Biodynamic wine is made with grapes grown organically and sustainably and using, among other things, flower heads of yarrow fermented in a stag’s bladder. Wacky? Not really. The point is to pay attention to biodiversity, sustainability, and the overall health of the soil.

The theory of biodynamics was introduced in 1924 by the Austrian philosopher, writer, and scientist (and, later in life, occultist) Rudolf Steiner. Known for his interest in spirituality, Steiner thought the spiritual world had as much to do with successful agriculture as the material world. His controversial theory translates, however, into a fairly practical method for a farm to be a self-sufficient ecosystem, with animals and plants contributing to maintaining healthy soil and crops: Manure from the farm’s own cattle or pigs fertilizes the soil, and pests are controlled with flowers or bark found growing on the property.

The specifics can get a little spooky—like the instruction to ferment oak bark in the skull of a domestic animal and apply it to compost—but ultimately the goal of biodynamics, as it applies to viticulture, is to have a vineyard that naturally deters pests and combats disease through its own strength and diverse ecosystem, rather than relying on external resources like pesticides.

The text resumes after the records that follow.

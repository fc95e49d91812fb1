//! Balance tables and custom block registrations.
//!
//! All table keys are canonical block keys such as `Wheat_Ripe` or
//! `Sugar_Cane` (see [`herbalism_core::BlockState::canonical_key`]).

use std::collections::{BTreeMap, BTreeSet};

use herbalism_core::{BlockKind, CustomBlockConfig, HylianTreasure, ItemKind, ItemStack};
use serde::{Deserialize, Serialize};

/// Experience values, double-drop switches and Hylian Luck treasures.
#[derive(Debug, Clone, Default, PartialEq, Serialize, Deserialize)]
#[serde(default)]
pub struct HerbalismTables {
    /// Experience per harvested cell. Unlisted blocks grant nothing.
    pub experience: BTreeMap<String, u32>,
    /// Blocks whose double drops are switched off.
    pub double_drops_disabled: BTreeSet<String>,
    /// Ordered treasure candidates per block.
    pub hylian_treasures: BTreeMap<String, Vec<HylianTreasure>>,
}

const CLASSIC_EXPERIENCE: &[(&str, u32)] = &[
    ("Beetroots_Ripe", 50),
    ("Cactus", 30),
    ("Carrots_Ripe", 50),
    ("Chorus_Plant", 1),
    ("Cocoa_Ripe", 30),
    ("Dandelion", 100),
    ("Dead_Bush", 30),
    ("Fern", 10),
    ("Grass", 10),
    ("Kelp", 3),
    ("Kelp_Plant", 3),
    ("Nether_Wart_Ripe", 50),
    ("Poppy", 100),
    ("Potatoes_Ripe", 50),
    ("Sugar_Cane", 30),
    ("Tall_Grass", 50),
    ("Tall_Seagrass", 10),
    ("Wheat_Ripe", 50),
];

const BUSHES: &[&str] = &["Dead_Bush", "Fern", "Grass", "Tall_Grass"];
const FLOWERS: &[&str] = &["Dandelion", "Poppy"];

impl HerbalismTables {
    /// The stock experience and treasure values.
    pub fn classic() -> Self {
        let mut tables = Self {
            experience: CLASSIC_EXPERIENCE
                .iter()
                .map(|(key, xp)| (key.to_string(), *xp))
                .collect(),
            ..Self::default()
        };

        for key in BUSHES {
            for item in [ItemKind::MelonSeeds, ItemKind::PumpkinSeeds, ItemKind::CocoaBeans] {
                tables.add_treasure(key, HylianTreasure::new(0, 1.0, ItemStack::single(item)));
            }
        }
        for key in FLOWERS {
            for item in [ItemKind::Carrot, ItemKind::Potato, ItemKind::Apple] {
                tables.add_treasure(key, HylianTreasure::new(0, 1.0, ItemStack::single(item)));
            }
        }
        tables
    }

    pub fn with_experience(mut self, key: impl Into<String>, xp: u32) -> Self {
        self.experience.insert(key.into(), xp);
        self
    }

    pub fn add_treasure(&mut self, key: &str, treasure: HylianTreasure) {
        self.hylian_treasures
            .entry(key.to_string())
            .or_default()
            .push(treasure);
    }

    pub fn disable_double_drops(&mut self, key: impl Into<String>) {
        self.double_drops_disabled.insert(key.into());
    }
}

/// One externally registered block.
#[derive(Debug, Clone, Copy, PartialEq, Eq, Serialize, Deserialize)]
pub struct CustomBlockEntry {
    /// Host identifier, matched against [`BlockKind::Custom`].
    pub id: u32,
    pub xp: u32,
    #[serde(default = "enabled")]
    pub double_drops: bool,
}

fn enabled() -> bool {
    true
}

impl CustomBlockEntry {
    pub fn kind(&self) -> BlockKind {
        BlockKind::Custom(self.id)
    }

    pub fn config(&self) -> CustomBlockConfig {
        CustomBlockConfig::new(self.xp, self.double_drops)
    }
}

/// Custom block registry file.
#[derive(Debug, Clone, Default, PartialEq, Serialize, Deserialize)]
pub struct CustomBlockCatalog {
    #[serde(default)]
    pub blocks: Vec<CustomBlockEntry>,
}

impl CustomBlockCatalog {
    /// Registrations keyed by block kind; later entries win on duplicate ids.
    pub fn configs(&self) -> impl Iterator<Item = (BlockKind, CustomBlockConfig)> + '_ {
        self.blocks.iter().map(|entry| (entry.kind(), entry.config()))
    }
}

#[cfg(test)]
mod tests {
    use super::*;

    #[test]
    fn classic_tables_cover_every_harvestable_key() {
        use herbalism_core::{BlockState, HarvestableKind, Location};

        let tables = HerbalismTables::classic();
        let kinds = [
            BlockKind::Wheat,
            BlockKind::Carrots,
            BlockKind::Potatoes,
            BlockKind::Beetroots,
            BlockKind::NetherWart,
            BlockKind::Cocoa,
            BlockKind::Cactus,
            BlockKind::SugarCane,
            BlockKind::Kelp,
            BlockKind::KelpPlant,
            BlockKind::Poppy,
        ];
        for kind in kinds {
            assert!(HarvestableKind::classify(kind, None).is_some());
            let ripe = BlockState::new(Location::ORIGIN, kind).with_age(kind.max_age().unwrap_or(0));
            assert!(
                tables.experience.contains_key(&ripe.canonical_key()),
                "{}",
                ripe.canonical_key()
            );
        }
    }

    #[test]
    fn classic_treasures_are_certain() {
        let tables = HerbalismTables::classic();
        let bush = &tables.hylian_treasures["Dead_Bush"];
        assert_eq!(bush.len(), 3);
        assert!(bush.iter().all(|treasure| treasure.drop_chance == 1.0));
        assert!(!tables.hylian_treasures.contains_key("Wheat_Ripe"));
    }

    #[test]
    fn custom_entries_map_to_custom_kinds() {
        let catalog = CustomBlockCatalog {
            blocks: vec![CustomBlockEntry {
                id: 12,
                xp: 40,
                double_drops: false,
            }],
        };
        let configs: Vec<_> = catalog.configs().collect();
        assert_eq!(
            configs,
            vec![(BlockKind::Custom(12), CustomBlockConfig::new(40, false))]
        );
    }
}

First applied to viticulture in the early ’80s by Nicholas Joly at his Loire Valley vineyard Coulée de Serrant, biodynamic farming is still controversial. It’s also extremely labor-intensive and time-consuming, which translates into higher production costs.

The results? Biodynamic winegrowers generally operate not on hard data but on faith and intuition. There’s some proof in the glass, however. Wines from vineyards where the soil is alive, healthy, and balanced do seem to produce grapes with these same qualities. And no added sulfites or chemicals may mean fewer hangovers.

France currently has the highest number of practicing biodynamic wine producers (38). Some favorite examples are the wines of Domaine Marcel Deiss in Alsace, Domaine Gauby in Roussillon, and Domaine Montirius in the Rhone Valley.